B777 is the only aircraft with an ultrasonic FQIS, and it looks like future types are back to capacitance.

How do the systems compare from an accuracy/reliability/maintainability point of view?

Digital capacitance and ultrasonic are equally accurate. It's the software that provides the accuracy and that it is constantly evolving.

As far as maintenance goes there is a fundamental difference which the industry hasn't managed to grasp.

In capacitive system it is the in-tank wiring looms that degrade. They really need replacing after 5-8 years as their capacitive properties change. The probes themselves are just tubes of aluminium, so if kept clean rarely fail. Where a probe is replaced it is likely to be the diode block, or the connector. But maintenance crews normally change the probe as a way of avoiding getting in the tank to repair a connector or change a loom.

In an ultrasonic system, the looms are not capacitive and shouldn't degrade. But the probes are the active devices and do fail. If a probe fails it is removed from the system by software, and each cell of probes can tolerate 3 probe-failures before you need to enter the tank. It is therefore the fact that harnesses changes are less frequent that should be the advantage of ultrasonics.

from operational experience, the B744 which uses the capacitive system, seems to give a more accurate volumetric readings. however, seems like its the hydrometer that frequently gives erroneous SG readings.

whereas, on the B777 which uses the ultrasonic system, the probes frequently gives erroneous fuel height. as a result, the fuel volume is erroneous. strangely, the SG on the B777, is very consistent throughout all phases of flight.

now, if only boeing would combine both systems, then we would be rid of erroneous fuel indications in the real world ;)

SR

744 - more accurate volume readings - how are you measuring that? Not against the dip-sticks I hope.

I suspect that your B777 system is carrying some faults that are not being properly managed by maintenance crews.

744 - more accurate volume readings - how are you measuring that? Not against the dip-sticks I hope.

:uhoh: what i meant is fuel height from capacitors thus volume.

to elaborate, on the b744, when we get an 'imbalance', when we check the CMC, it's usually the SG that 'causes' the imbalance. whereas, on the b777, when we check the CMC, SG of both tanks are usually the same, the variance is with the fuel height thus volume.

SR

The "SG" is not directly detected (at least on the 777). There is a densitometer in each tank, which is only used on the ground and really gives fuel type.
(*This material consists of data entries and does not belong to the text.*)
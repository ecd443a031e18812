use std::sync::Arc;

use nimbus_orchestrator::services::{DnsService, NetworkService, VolumeService};
use nimbus_orchestrator::store::Store;
use nimbus_orchestrator::{HubHandle, InstanceService, WorkerHealth};
use nimbus_providers::Backends;

use crate::config::AppConfig;
use crate::rate_limit::RateLimiter;

#[derive(Clone)]
pub struct AppState {
    pub config: Arc<AppConfig>,
    pub store: Arc<dyn Store>,
    pub instances: InstanceService,
    pub network: NetworkService,
    pub volumes: VolumeService,
    pub dns: DnsService,
    pub hub: Option<HubHandle>,
    pub workers: WorkerHealth,
    pub limiter: Arc<RateLimiter>,
    pub redis_client: Option<redis::Client>,
}

impl AppState {
    pub fn new(
        config: AppConfig,
        instances: InstanceService,
        hub: Option<HubHandle>,
        workers: WorkerHealth,
        redis_client: Option<redis::Client>,
    ) -> Arc<Self> {
        let limiter = Arc::new(RateLimiter::new(config.rate_limit_rps, config.rate_limit_burst));
        Arc::new(Self {
            store: instances.store().clone(),
            network: NetworkService::new(instances.clone(), config.default_vpc_cidr.clone()),
            volumes: VolumeService::new(instances.clone()),
            dns: DnsService::new(instances.clone()),
            config: Arc::new(config),
            instances,
            hub,
            workers,
            limiter,
            redis_client,
        })
    }

    pub fn backends(&self) -> &Backends {
        self.instances.backends()
    }
}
Density is actually derived from speed of sound which is detected using probes with rivets in them at known heights, from which a return is detected.

There is also a water detector in each tank (2 in centre on -200), which is basically another ultrasonic probe lying on the bottom of the tank.

Thanks for the replies. From an ultrasonic perspective, it is obvious that the reflected return is stronger when the surface is smooth and horizontal wrt the probe. If the surface is at a high angle, or if it is shaken up, the return will be degraded.

As regards probe failure, the problem is that fuel appears to be corrosive for solder joints. This clearly affects both systems, although I think that with a bit of imagination, a dry channel containing the ultrasonic transducers could be constructed along the bottom of the tank, which would reduce the vast weight of the armoured pink cables that have to be used in fuel tanks since TWA800.

techman,

fascinating! (regarding how density is detected!)

so, you reckon the 'inaccuracies' (for the b777) is due to fuel surface at high angle or shaken up? occasionally, we get blanks or XXXs on certain probes. why's that? usually, it clears up when we parked! :ugh:

SR

As with all systems, the guys building the system have no contact with the pilots (or refuellers) that use it. I know what the system is meant to do, but don't really know how you guys use it. That's why I was interested in what the perspective from the cockpit was.

Problems we can replicate in the lab, we can generally address, although, unless they are serious, they usually have to wait for a Boeing driven update, as the cost of producing a new release is itself high. Its obviously a lot harder to resolve a problem if we cannot replicate it. Labs are, by their nature, static, and although some early testing was performed using a road fuel tanker and speed bumps.

As regards individual probes reading xxx, the system is designed to check probes against their neighbours and blank out any that are suspect. As for why they are suspect, you have my guess, but it is only a guess.

xxx - mostly like a crack in the solder joint in the base of the probe. Thermal cycling and vibration is what causes the faftigue. Attitude, aeration etc affects all systems, and is usually corrected by software, although it isn't perfect.

If probes are displaying, or have displayed xxx - remove them at the next opportunity, even if they work when you look at them on the ground.